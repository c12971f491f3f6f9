//! End-to-end: sessions written through the state machine and read back by
//! the aggregator.

#![warn(clippy::pedantic)]
#![forbid(unsafe_code)]

use std::{
    path::Path,
    sync::{Arc, Mutex},
};

use chrono::{NaiveDate, NaiveDateTime};
use serial_test::serial;
use tandem_core::{
    aggregate::{LogArchive, Report, ReportPeriod},
    backlog::OwnershipPolicy,
    config::load_config_from,
    daylog::{format_duration, log_path, DayLog, EntryStatus},
    session::{SessionManager, SessionStore},
    AgentId, Error, Result,
};

fn at(text: &str) -> Result<NaiveDateTime> {
    NaiveDateTime::parse_from_str(text, "%Y-%m-%d %H:%M").map_err(|e| Error::Parse(e.to_string()))
}

fn day(text: &str) -> Result<NaiveDate> {
    NaiveDate::parse_from_str(text, "%Y-%m-%d").map_err(|e| Error::Parse(e.to_string()))
}

struct Project {
    now: Arc<Mutex<NaiveDateTime>>,
    manager: SessionManager,
}

impl Project {
    fn new(root: &Path) -> Result<Self> {
        let now = Arc::new(Mutex::new(at("2026-10-13 09:00")?));
        let clock = Arc::clone(&now);
        let manager = SessionManager::new(
            SessionStore::new(root.join(".agent/session_state.json")),
            root.join("logs"),
            "tandem",
        )
        .with_clock(move || clock.lock().map(|now| *now).unwrap_or_default());
        Ok(Self { now, manager })
    }

    fn set_time(&self, text: &str) -> Result<()> {
        let value = at(text)?;
        self.now
            .lock()
            .map(|mut now| *now = value)
            .map_err(|_| Error::Io("clock mutex poisoned".into()))
    }

    fn session(&self, agent: &str, from: &str, to: &str, activities: &str) -> Result<u32> {
        self.set_time(from)?;
        self.manager.start(AgentId::new(agent))?;
        self.set_time(to)?;
        Ok(self.manager.end(Some(activities), false)?.duration_minutes)
    }
}

#[test]
fn two_and_a_half_hours_is_logged_as_02_30() -> Result<()> {
    let dir = tempfile::tempdir()?;
    let project = Project::new(dir.path())?;

    let minutes = project.session("claude_code", "2026-10-13 09:00", "2026-10-13 11:30", "pairing")?;
    assert_eq!(minutes, 150);
    assert_eq!(format_duration(minutes), "02:30");

    let text = std::fs::read_to_string(log_path(&dir.path().join("logs"), day("2026-10-13")?))?;
    assert!(text.contains("1. 09:00 — 11:30 (02:30) [claude_code]"));
    assert!(text.contains("*Last updated: 2026-10-13 11:30*"));
    assert_eq!(text.matches("*Last updated:").count(), 1);
    Ok(())
}

#[test]
fn sessions_are_aggregated_into_the_weekly_report() -> Result<()> {
    let dir = tempfile::tempdir()?;
    let project = Project::new(dir.path())?;

    project.session("antigravity", "2026-10-13 09:00", "2026-10-13 10:00", "Story 4.1 started")?;
    project.session(
        "antigravity",
        "2026-10-14 14:00",
        "2026-10-14 15:30",
        "Story 4.1 done; Epic 4 DONE; Progress: 40%",
    )?;

    let archive = LogArchive::new(dir.path().join("logs"));
    let range = ReportPeriod::Weekly.range(day("2026-10-18")?);
    assert_eq!(range, (day("2026-10-12")?, day("2026-10-18")?));

    let sessions = archive.sessions_in_range(range.0, range.1)?;
    let report = Report::build(ReportPeriod::Weekly, &sessions, range, at("2026-10-18 18:00")?);

    assert_eq!(report.total_minutes, 150);
    assert_eq!(report.session_count, 2);
    assert_eq!(report.per_day.get(&day("2026-10-13")?), Some(&60));
    assert_eq!(report.per_day.get(&day("2026-10-14")?), Some(&90));
    assert_eq!(report.per_project.get("tandem").map(|t| t.minutes), Some(150));
    assert_eq!(report.metrics.latest_progress.as_deref(), Some("40%"));

    let text = report.render();
    assert!(text.contains("- **Total time worked:** 02:30"));
    assert!(text.contains("- **Sessions:** 2"));
    assert!(text.contains("- **2026-10-14 (Wednesday):** 01:30"));
    assert!(text.contains("Epic 4 DONE"));
    Ok(())
}

#[test]
fn range_filter_excludes_other_weeks() -> Result<()> {
    let dir = tempfile::tempdir()?;
    let project = Project::new(dir.path())?;

    project.session("antigravity", "2026-10-09 09:00", "2026-10-09 10:00", "last week")?;
    project.session("antigravity", "2026-10-13 09:00", "2026-10-13 09:45", "this week")?;

    let archive = LogArchive::new(dir.path().join("logs"));
    let sessions = archive.sessions_in_range(day("2026-10-12")?, day("2026-10-18")?)?;
    assert_eq!(sessions.len(), 1);
    assert_eq!(sessions[0].activities, vec!["this week".to_string()]);
    Ok(())
}

#[test]
fn per_agent_activity_spans_days() -> Result<()> {
    let dir = tempfile::tempdir()?;
    let project = Project::new(dir.path())?;

    project.session("claude_code", "2026-10-16 09:00", "2026-10-16 10:00", "parser")?;
    project.session("antigravity", "2026-10-17 09:00", "2026-10-17 09:30", "docs")?;
    project.session("claude_code", "2026-10-18 09:00", "2026-10-18 10:30", "tests")?;

    let stats = LogArchive::new(dir.path().join("logs")).per_agent_recent_activity(7, day("2026-10-18")?)?;
    let claude = stats.get(&AgentId::new("claude_code"));
    assert_eq!(claude.map(|a| (a.total_minutes, a.sessions_count)), Some((150, 2)));
    assert_eq!(claude.map(|a| a.last_activity.as_str()), Some("tests"));
    assert_eq!(stats.len(), 2);
    Ok(())
}

#[test]
fn interleaved_agents_close_their_own_entries() -> Result<()> {
    let dir = tempfile::tempdir()?;
    let logs = dir.path().join("logs");

    // Two checkouts writing to one shared log directory.
    let first = SessionManager::new(SessionStore::new(dir.path().join("a.json")), &logs, "tandem")
        .with_clock(|| at("2026-10-13 09:00").unwrap_or_default());
    first.start(AgentId::new("claude_code"))?;

    let second = SessionManager::new(SessionStore::new(dir.path().join("b.json")), &logs, "tandem")
        .with_clock(|| at("2026-10-13 09:30").unwrap_or_default());
    second.start(AgentId::new("antigravity"))?;

    let first = first.with_clock(|| at("2026-10-13 10:00").unwrap_or_default());
    let ended = first.end(Some("first"), false)?;
    assert!(ended.log_updated);

    let log = DayLog::load(&log_path(&logs, day("2026-10-13")?))?.ok_or(Error::NotFound("log".into()))?;
    let statuses: Vec<bool> = log
        .entries()
        .map(|entry| matches!(entry.status, EntryStatus::InProgress))
        .collect();
    assert_eq!(statuses, vec![false, true]);
    Ok(())
}

#[test]
#[serial]
fn environment_overrides_project_file() -> Result<()> {
    let dir = tempfile::tempdir()?;
    std::fs::create_dir_all(dir.path().join(".agent"))?;
    std::fs::write(
        dir.path().join(".agent/tandem.toml"),
        "logs_dir = \"journal\"\n\n[lock]\nmax_wait_secs = 10\n",
    )?;

    std::env::set_var("TANDEM_OWNERSHIP_POLICY", "strict");
    std::env::set_var("TANDEM_LOCK_MAX_WAIT_SECS", "5");
    let config = load_config_from(dir.path());
    std::env::remove_var("TANDEM_OWNERSHIP_POLICY");
    std::env::remove_var("TANDEM_LOCK_MAX_WAIT_SECS");

    let config = config?;
    assert_eq!(config.logs_dir, "journal");
    assert_eq!(config.lock.max_wait_secs, 5);
    assert_eq!(config.ownership.policy, OwnershipPolicy::Strict);
    Ok(())
}

#[test]
#[serial]
fn agent_source_names_the_agent() {
    std::env::remove_var("CLAUDE_CODE_SESSION");
    std::env::remove_var("GEMINI_SESSION");
    std::env::set_var("AGENT_SOURCE", "cursor");
    let resolved = AgentId::resolve(None, "antigravity");
    let explicit = AgentId::resolve(Some("claude_code"), "antigravity");
    std::env::remove_var("AGENT_SOURCE");

    assert_eq!(resolved, AgentId::new("cursor"));
    assert_eq!(explicit, AgentId::new("claude_code"));
}
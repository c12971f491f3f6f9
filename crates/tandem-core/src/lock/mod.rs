//! Named cooperative locks for files shared between agent processes.
//!
//! # Guarantees
//!
//! - **Mutual Exclusion**: at most one live record per resource
//! - **Stale Lock Recovery**: a record older than the staleness threshold is
//!   evicted by the next acquirer, whoever wrote it
//! - **Bounded Waiting**: `wait_for_lock` polls and gives up after `max_wait`
//! - **Release on every path**: `LockGuard` releases on drop
//!
//! Recovery is time based, not liveness based: a crashed holder blocks others
//! until its record ages past the threshold.
//!
//! # Example
//!
//! ```no_run
//! use std::time::Duration;
//!
//! use tandem_core::lock::{FsLockStore, LockManager};
//!
//! # async fn run() -> tandem_core::Result<()> {
//! let manager = LockManager::new(
//!     FsLockStore::new(".agent/locks"),
//!     Duration::from_secs(300),
//!     Duration::from_millis(500),
//! );
//!
//! if let Some(guard) = manager.guard("backlog", "claude_code", Duration::from_secs(30)).await {
//!     // edit the backlog; the record is removed when `guard` drops
//!     drop(guard);
//! }
//! # Ok(())
//! # }
//! ```

mod manager;
mod queries;
mod store;
mod types;

pub use manager::LockManager;
pub use queries::validate_resource_name;
pub use store::{FsLockStore, LockStore, MemoryLockStore};
pub use types::{Acquisition, LockGuard, LockRecord, LockStatus};

/// Resource name of the shared backlog file.
pub const BACKLOG_RESOURCE: &str = "backlog";
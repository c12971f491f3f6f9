//! Agent identity
//!
//! An agent is whichever tool is driving this process. The identity is
//! resolved once per invocation and never changes afterwards.

use serde::{Deserialize, Serialize};

/// Identity used when nothing else is known.
pub const DEFAULT_AGENT: &str = "antigravity";

/// Environment signals checked in order; first match wins.
///
/// `None` means the variable's own value is the identity.
const ENV_SIGNALS: &[(&str, Option<&str>)] = &[
    ("CLAUDE_CODE_SESSION", Some("claude_code")),
    ("GEMINI_SESSION", Some("antigravity")),
    ("AGENT_SOURCE", None),
];

/// Opaque agent identifier
#[derive(Debug, Clone, PartialEq, Eq, Hash, PartialOrd, Ord, Serialize, Deserialize)]
#[serde(transparent)]
pub struct AgentId(String);

impl AgentId {
    /// Create a new agent ID
    #[must_use]
    pub fn new(id: impl Into<String>) -> Self {
        Self(id.into())
    }

    /// Get the ID as a string slice
    #[must_use]
    pub fn as_str(&self) -> &str {
        &self.0
    }

    /// Resolve the acting agent from the process environment.
    ///
    /// An explicit override wins, then the environment signals, then
    /// `fallback`.
    #[must_use]
    pub fn resolve(explicit: Option<&str>, fallback: &str) -> Self {
        Self::resolve_with(explicit, fallback, |key| std::env::var(key).ok())
    }

    /// Same as [`AgentId::resolve`] with an injectable variable lookup.
    pub fn resolve_with(
        explicit: Option<&str>,
        fallback: &str,
        lookup: impl Fn(&str) -> Option<String>,
    ) -> Self {
        explicit
            .map(str::trim)
            .filter(|value| !value.is_empty())
            .map(Self::new)
            .or_else(|| {
                ENV_SIGNALS.iter().find_map(|(key, identity)| {
                    lookup(*key)
                        .filter(|value| !value.trim().is_empty())
                        .map(|value| identity.map_or_else(|| Self::new(value.trim()), Self::new))
                })
            })
            .unwrap_or_else(|| Self::new(fallback))
    }
}

impl std::fmt::Display for AgentId {
    fn fmt(&self, f: &mut std::fmt::Formatter<'_>) -> std::fmt::Result {
        write!(f, "{}", self.0)
    }
}

impl From<&str> for AgentId {
    fn from(value: &str) -> Self {
        Self::new(value)
    }
}

impl PartialEq<str> for AgentId {
    fn eq(&self, other: &str) -> bool {
        self.0 == other
    }
}

#[cfg(test)]
mod tests {
    use std::collections::HashMap;

    use super::*;

    fn env(pairs: &[(&str, &str)]) -> impl Fn(&str) -> Option<String> {
        let map: HashMap<String, String> = pairs
            .iter()
            .map(|(k, v)| ((*k).to_string(), (*v).to_string()))
            .collect();
        move |key| map.get(key).cloned()
    }

    #[test]
    fn test_explicit_override_wins() {
        let agent = AgentId::resolve_with(
            Some("codex"),
            DEFAULT_AGENT,
            env(&[("CLAUDE_CODE_SESSION", "1")]),
        );
        assert_eq!(agent.as_str(), "codex");
    }

    #[test]
    fn test_signals_checked_in_order() {
        let agent = AgentId::resolve_with(
            None,
            DEFAULT_AGENT,
            env(&[("AGENT_SOURCE", "cursor"), ("CLAUDE_CODE_SESSION", "1")]),
        );
        assert_eq!(agent.as_str(), "claude_code");

        let agent = AgentId::resolve_with(None, DEFAULT_AGENT, env(&[("GEMINI_SESSION", "x")]));
        assert_eq!(agent.as_str(), "antigravity");

        let agent = AgentId::resolve_with(None, DEFAULT_AGENT, env(&[("AGENT_SOURCE", "cursor")]));
        assert_eq!(agent.as_str(), "cursor");
    }

    #[test]
    fn test_fallback_when_nothing_set() {
        let agent = AgentId::resolve_with(None, "local", env(&[]));
        assert_eq!(agent.as_str(), "local");
    }

    #[test]
    fn test_blank_values_are_ignored() {
        let agent = AgentId::resolve_with(
            Some("  "),
            DEFAULT_AGENT,
            env(&[("CLAUDE_CODE_SESSION", ""), ("AGENT_SOURCE", "cursor")]),
        );
        assert_eq!(agent.as_str(), "cursor");
    }
}
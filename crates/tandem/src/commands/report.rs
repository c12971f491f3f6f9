//! `summary`, `show` and `agents`: read-only views over the log archive

use anyhow::{Context, Result};
use chrono::{Local, NaiveDate};
use tandem_core::{
    aggregate::{LogArchive, Report, ReportPeriod},
    daylog::format_duration,
    Error,
};

use super::{today, Workspace};

fn archive(workspace: &Workspace) -> Result<LogArchive> {
    let root = workspace.logs_root();
    if !root.is_dir() {
        return Err(Error::NotFound(format!("logs directory {}", root.display())).into());
    }
    Ok(LogArchive::new(root))
}

/// Build the report for `period`, print it and save it under the logs root.
///
/// # Errors
///
/// Fails when the logs directory is missing or the report cannot be written.
pub fn summary(workspace: &Workspace, period: ReportPeriod) -> Result<()> {
    let archive = archive(workspace)?;
    let today = today();
    let range = period.range(today);

    println!("Reading logs from {} to {}...", range.0, range.1);
    let sessions = archive.sessions_in_range(range.0, range.1)?;
    let report = Report::build(period, &sessions, range, Local::now().naive_local());
    let text = report.render();

    let path = period.report_path(archive.root(), today);
    std::fs::write(&path, &text)
        .with_context(|| format!("Failed to write report {}", path.display()))?;
    tracing::info!(path = %path.display(), sessions = report.session_count, "report saved");

    println!("{text}");
    println!("✓ Report saved to {}", path.display());
    Ok(())
}

/// Print the raw day log for `date` (today when absent).
///
/// # Errors
///
/// Fails on a malformed date or a missing log.
pub fn show(workspace: &Workspace, date: Option<&str>) -> Result<()> {
    let date = match date {
        Some(text) => NaiveDate::parse_from_str(text, "%Y-%m-%d").map_err(|_| {
            Error::InvalidInput(format!("'{text}' is not a date (expected YYYY-MM-DD)"))
        })?,
        None => today(),
    };
    let text = archive(workspace)?.day_log_text(date)?;
    print!("{text}");
    Ok(())
}

/// Print each agent's activity over the last `days` days.
///
/// # Errors
///
/// Fails when the logs directory is missing.
pub fn agents(workspace: &Workspace, days: u32) -> Result<()> {
    let stats = archive(workspace)?.per_agent_recent_activity(days, today())?;

    if stats.is_empty() {
        println!("No sessions in the last {days} days.");
        return Ok(());
    }

    println!("Agent activity, last {days} days");
    for (agent, activity) in &stats {
        println!();
        println!("{agent}");
        println!(
            "  Last session: {} {} ({})",
            activity.last_session.date,
            activity.last_session.start.format("%H:%M"),
            activity.last_session.project
        );
        println!("  Last activity: {}", activity.last_activity);
        println!(
            "  Total: {} over {} session(s)",
            format_duration(activity.total_minutes),
            activity.sessions_count
        );
    }
    Ok(())
}
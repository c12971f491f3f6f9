//! `HH:MM` durations and clock times.

use chrono::{NaiveDateTime, NaiveTime};

/// Minutes as zero-padded `HH:MM`. Hours may exceed 24.
pub fn format_duration(minutes: u32) -> String {
    format!("{:02}:{:02}", minutes / 60, minutes % 60)
}

/// `HH:MM` (or `H:MM`) to minutes.
pub fn parse_duration(text: &str) -> Option<u32> {
    let (hours, minutes) = text.trim().split_once(':')?;
    if hours.is_empty() || hours.len() > 2 || minutes.len() != 2 {
        return None;
    }
    let hours: u32 = hours.parse().ok()?;
    let minutes: u32 = minutes.parse().ok()?;
    (minutes < 60).then_some(hours * 60 + minutes)
}

/// Whole minutes from `start` to `end`, floored; zero if `end` is earlier.
pub fn elapsed_minutes(start: NaiveDateTime, end: NaiveDateTime) -> u32 {
    u32::try_from((end - start).num_minutes()).unwrap_or(0)
}

/// Wall-clock `HH:MM` (or `H:MM`).
pub fn parse_clock(text: &str) -> Option<NaiveTime> {
    NaiveTime::parse_from_str(text.trim(), "%H:%M").ok()
}

pub fn format_clock(time: NaiveTime) -> String {
    time.format("%H:%M").to_string()
}
//! Type definitions for the lock system.

use chrono::{DateTime, Utc};
use serde::{Deserialize, Serialize};

use super::{manager::LockManager, store::LockStore};

/// A lock on a resource
#[derive(Debug, Clone, PartialEq, Eq, Serialize, Deserialize)]
pub struct LockRecord {
    /// Resource being locked
    pub resource: String,
    /// Lock holder
    pub owner: String,
    /// When acquired
    pub acquired_at: DateTime<Utc>,
}

impl LockRecord {
    /// Create a new lock record
    #[must_use]
    pub fn new(resource: impl Into<String>, owner: impl Into<String>, at: DateTime<Utc>) -> Self {
        Self {
            resource: resource.into(),
            owner: owner.into(),
            acquired_at: at,
        }
    }

    /// Seconds since acquisition, clamped at zero
    #[must_use]
    pub fn age_secs(&self, now: DateTime<Utc>) -> u64 {
        u64::try_from((now - self.acquired_at).num_seconds()).unwrap_or(0)
    }
}

/// Result of a single acquisition attempt (discriminated union, no panic)
#[derive(Debug, Clone, PartialEq, Eq)]
pub enum Acquisition {
    /// No live record existed; ours is now stored
    Acquired(LockRecord),
    /// A stale record was evicted and replaced with ours
    Evicted {
        record: LockRecord,
        previous: LockRecord,
    },
    /// Another owner holds a live record
    Held(LockRecord),
}

impl Acquisition {
    #[must_use]
    pub const fn is_acquired(&self) -> bool {
        !matches!(self, Self::Held(_))
    }
}

/// A stored record together with its staleness verdict
#[derive(Debug, Clone, PartialEq, Eq)]
pub struct LockStatus {
    pub record: LockRecord,
    pub age_secs: u64,
    pub stale: bool,
}

/// Held lock that releases when dropped.
pub struct LockGuard<'a, S: LockStore> {
    pub(super) manager: &'a LockManager<S>,
    pub(super) resource: String,
    pub(super) owner: String,
    pub(super) released: bool,
}

impl<S: LockStore> LockGuard<'_, S> {
    pub fn resource(&self) -> &str {
        &self.resource
    }

    pub fn owner(&self) -> &str {
        &self.owner
    }

    /// Release now instead of at drop.
    pub fn release(mut self) {
        self.release_once();
    }

    fn release_once(&mut self) {
        if !self.released {
            self.released = true;
            self.manager.release(&self.resource, &self.owner);
        }
    }
}

impl<S: LockStore> std::fmt::Debug for LockGuard<'_, S> {
    fn fmt(&self, f: &mut std::fmt::Formatter<'_>) -> std::fmt::Result {
        f.debug_struct("LockGuard")
            .field("resource", &self.resource)
            .field("owner", &self.owner)
            .field("released", &self.released)
            .finish()
    }
}

impl<S: LockStore> Drop for LockGuard<'_, S> {
    fn drop(&mut self) {
        self.release_once();
    }
}
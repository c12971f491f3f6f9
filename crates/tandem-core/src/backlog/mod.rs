//! The shared backlog: grammar, epic ownership and task completion.
//!
//! The backlog is a markdown file of epics and checkbox tasks that several
//! agents edit. Every write goes through [`TaskMutator`], which holds the
//! `backlog` lock for the whole read-modify-write.

mod grammar;
mod mutator;
mod ownership;

pub use grammar::{
    epic_number, normalize_task_id, Backlog, EpicHeader, EpicProgress, TaskKind, TaskLine,
};
pub use mutator::{complete_task, Completion, MarkDone, TaskMutator};
pub use ownership::{
    check, check_with_policy, resolve, OwnershipCheck, OwnershipDecision, OwnershipPolicy,
};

::::::::::

**Task brief:** Return each line from the entries above that includes "LockManager".

**Response to the task:**
//! use tandem_core::lock::{FsLockStore, LockManager};
//! let manager = LockManager::new(
pub use manager::LockManager;
use super::{manager::LockManager, store::LockStore};
    pub(super) manager: &'a LockManager<S>,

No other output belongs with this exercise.